Why six? Because that’s how many things I thought were interesting in the call. And I use the terms “useful” and “interesting” with a certain amount of liberty. That said, here’s what I found interesting in today’s call:
Mint is Massive
The rollout of JetBlue’s Mint premium cabin product is driving a big chunk of the RASM improvement these days. Swapping an all-core A321 for a Mint plane is a double-whammy on RASM: ASMs drop by ~20% thanks to fewer seats on board and 16 of those seats sell for way more money than they did before business class was on offer. That’s good news for the company in the eyes of Wall Street and I seem to find myself in Mint once or twice a year so I think it is pretty good for me, too. Even if prices have been raised 14 times since the product was introduced.
— Seth Miller (@WandrMe) July 25, 2017
That said, the growth may be slowing a bit. In the most recent fleet plan JetBlue says that some of the 2018 deliveries are likely to be all-core planes with 200 seats on board. Still pretty comfortable for coach passengers, except for the lavs at the back.
— Seth Miller (@WandrMe) July 25, 2017
Long Range planning is a long term project
Wondering about the theoretical flights to Europe on A321LRs? The company still hasn’t made a decision there. And even if it does choose that approach we’re talking about late 2019 deliveries for the flights across the Atlantic. That is a long term view, to be sure, but it also takes Airbus a decent amount of time to get all the pieces in place for new aircraft. That means JetBlue would need to notify Airbus in late 2017 for the late 2019 deliveries to be LR models. Presumably the company will also disclose to the rest of us pretty close to then as secrets have a habit of leaking out. But no real obligation there.
JFK T6 is an even longer term project
The process surrounding building out JFK T6 started last week with a request for qualifications put out to potential developers. But the company says that any such development “would be coming to fruition in the middle of the next decade.” That’s a long way out. Also worth noting that the T5i extension was designed with the ability to add a bunch more gates basically straight down from the end of the existing pier. And those gates could be built as wide-body capable, an important factor in supporting partner airlines. That would be the easy version of a T6 build but it could be the right approach. Adding another terminal entrance at that end, along with curb space and more check-in desks for partners would be good for both JetBlue and those partners.
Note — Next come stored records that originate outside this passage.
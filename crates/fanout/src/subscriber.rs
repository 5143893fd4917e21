#![forbid(unsafe_code)]

//! The receiving side of a broadcast.
//!
//! A [`Subscriber`] reacts to three things: an item, a terminal failure, and
//! a close notification. Only [`Subscriber::on_item`] is required; most
//! consumers just want items, so [`from_fn`] adapts a plain closure.
//!
//! # Terminal reactions
//!
//! Over its lifetime a subscriber sees at most one terminal call, either
//! `on_error` or `on_close`, never both. It may also see none at all if it is
//! disposed while the processor stays open.

use std::fmt;
use std::sync::Arc;

use crate::error::SubscriberError;

/// Reactions to a broadcast.
///
/// Implementations must be `Send + Sync`: a processor may fan out from any
/// thread, and callbacks run on the thread that called `submit`.
pub trait Subscriber<T>: Send + Sync {
    /// Handle one item.
    ///
    /// Returning `Err` unsubscribes this subscriber permanently. The error is
    /// handed back through [`on_error`](Self::on_error); other subscribers of
    /// the same item are unaffected.
    fn on_item(&self, item: &T) -> Result<(), SubscriberError>;

    /// Terminal failure. There are two routes here:
    ///
    /// - this subscriber's own `on_item` failed, and `error` is what it
    ///   returned (or its panic);
    /// - the processor it listens to was failed through
    ///   [`Processor::on_error`](crate::Processor::on_error), and `error` is
    ///   that upstream cause, shared by every subscriber.
    ///
    /// Do not assume a call here follows a failure of your own.
    fn on_error(&self, _error: SubscriberError) {}

    /// Terminal close of the processor this subscriber is registered with.
    fn on_close(&self) {}
}

impl<T, S> Subscriber<T> for Arc<S>
where
    S: Subscriber<T> + ?Sized,
{
    fn on_item(&self, item: &T) -> Result<(), SubscriberError> {
        (**self).on_item(item)
    }

    fn on_error(&self, error: SubscriberError) {
        (**self).on_error(error);
    }

    fn on_close(&self) {
        (**self).on_close();
    }
}

/// Subscriber built from an infallible closure. See [`from_fn`].
pub struct FnSubscriber<F> {
    f: F,
}

impl<F> FnSubscriber<F> {
    /// Wrap a closure.
    #[must_use]
    pub fn new(f: F) -> Self {
        Self { f }
    }
}

impl<F> fmt::Debug for FnSubscriber<F> {
    fn fmt(&self, f: &mut fmt::Formatter<'_>) -> fmt::Result {
        f.debug_struct("FnSubscriber").finish_non_exhaustive()
    }
}

impl<T, F> Subscriber<T> for FnSubscriber<F>
where
    F: Fn(&T) + Send + Sync,
{
    fn on_item(&self, item: &T) -> Result<(), SubscriberError> {
        (self.f)(item);
        Ok(())
    }
}

/// Subscriber built from a fallible closure. See [`try_from_fn`].
pub struct TryFnSubscriber<F> {
    f: F,
}

impl<F> TryFnSubscriber<F> {
    /// Wrap a closure.
    #[must_use]
    pub fn new(f: F) -> Self {
        Self { f }
    }
}

impl<F> fmt::Debug for TryFnSubscriber<F> {
    fn fmt(&self, f: &mut fmt::Formatter<'_>) -> fmt::Result {
        f.debug_struct("TryFnSubscriber").finish_non_exhaustive()
    }
}

impl<T, F> Subscriber<T> for TryFnSubscriber<F>
where
    F: Fn(&T) -> Result<(), SubscriberError> + Send + Sync,
{
    fn on_item(&self, item: &T) -> Result<(), SubscriberError> {
        (self.f)(item)
    }
}

/// Adapt an item-only closure into a shareable subscriber.
#[must_use]
pub fn from_fn<T, F>(f: F) -> Arc<dyn Subscriber<T>>
where
    T: 'static,
    F: Fn(&T) + Send + Sync + 'static,
{
    Arc::new(FnSubscriber::new(f))
}

/// Adapt a fallible closure into a shareable subscriber.
#[must_use]
pub fn try_from_fn<T, F>(f: F) -> Arc<dyn Subscriber<T>>
where
    T: 'static,
    F: Fn(&T) -> Result<(), SubscriberError> + Send + Sync + 'static,
{
    Arc::new(TryFnSubscriber::new(f))
}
The Newark network is of suspect profit
The shift of Florida flights to Newark to support the Boston “shuttle” operation at LaGuardia is competitively challenging. That market continues to see very aggressive pricing (Thanks, ULCCs!) and JetBlue is either hemorrhaging cash or at least not making very much there. That’s my interpretation of the statement that the company is “closely monitoring” the situation there. Not too surprising given the competition, really.
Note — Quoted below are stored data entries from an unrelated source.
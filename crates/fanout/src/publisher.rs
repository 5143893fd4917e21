#![forbid(unsafe_code)]

//! The emitting side of a broadcast.

use std::sync::Arc;

use crate::disposable::Disposable;
use crate::map::Mapped;
use crate::subscriber::{Subscriber, from_fn};

/// A source that subscribers can attach to.
///
/// Implemented by [`Processor`](crate::Processor) and [`Mapped`].
pub trait Publisher<T: 'static>: Send + Sync {
    /// Register `subscriber` and return the handle that cancels it.
    ///
    /// If the publisher is already closed, `subscriber.on_close()` runs
    /// before this returns and the handle is inert.
    fn subscribe(&self, subscriber: Arc<dyn Subscriber<T>>) -> Disposable;

    /// Whether at least one subscriber is registered right now.
    fn has_subscribers(&self) -> bool;

    /// Register a closure that only cares about items.
    fn subscribe_fn<F>(&self, f: F) -> Disposable
    where
        Self: Sized,
        F: Fn(&T) + Send + Sync + 'static,
    {
        self.subscribe(from_fn(f))
    }

    /// Derive a publisher whose items are `transform(item)` for every item
    /// this publisher emits.
    ///
    /// The derived publisher only listens upstream while it has subscribers
    /// of its own, and all of them share a single upstream subscription.
    fn map<U, F>(&self, transform: F) -> Mapped<U>
    where
        Self: Clone + Sized + 'static,
        U: 'static,
        F: Fn(&T) -> U + Send + Sync + 'static,
    {
        Mapped::new(self.clone(), transform)
    }
}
Still seeking the Biz market
The leisure market dominates JetBlue’s customer base in just about every way the company can measure it. During the call it was suggested that revenue is still split 80/20 for leisure versus business (I wonder which category they put me in with much of my travel being both??) and that even in Boston, the strongest business market, less than half of the operation is business travelers. There was also talk about LA as a focus city which led to a conversation about connections and, eventually, a reminder that JetBlue really doesn’t have much of that, either.
We don't really connect very much. Check out DB1A and you will see that we like locals. Boston is the perfect example. Minimal connectivity
— Marty St. George ✈️ (@martysg) July 25, 2017
TrueBlue has a strong future ahead
As airlines continue to be pressed by analysts for insight into the value their loyalty programs deliver – mostly in the form of credit card partnerships buying points – we continue to learn more about the way those deals are structured and where the value potential is. In today’s call Marty St George acknowledged that the TrueBlue program still has a ways to go to fill out its potential value proposition for the airline.
We absolutely see our program as being relatively undeveloped versus a lot of our competitors. TrueBlue itself is really only about five years or six years old. I think the benefits that we’ve seen from moving over to Barclays and the incredible growth rate we’ve seen from them, I think is indicative of the fact that it’s not a mature program. I think that we see that as a great opportunity for us.
Whether this means new partners, expanded earn/burn options or just more credit card deals is hard to know for sure. But expect more to come from the program, just as soon as they put a new Director of Loyalty in place; that position just recently vacated.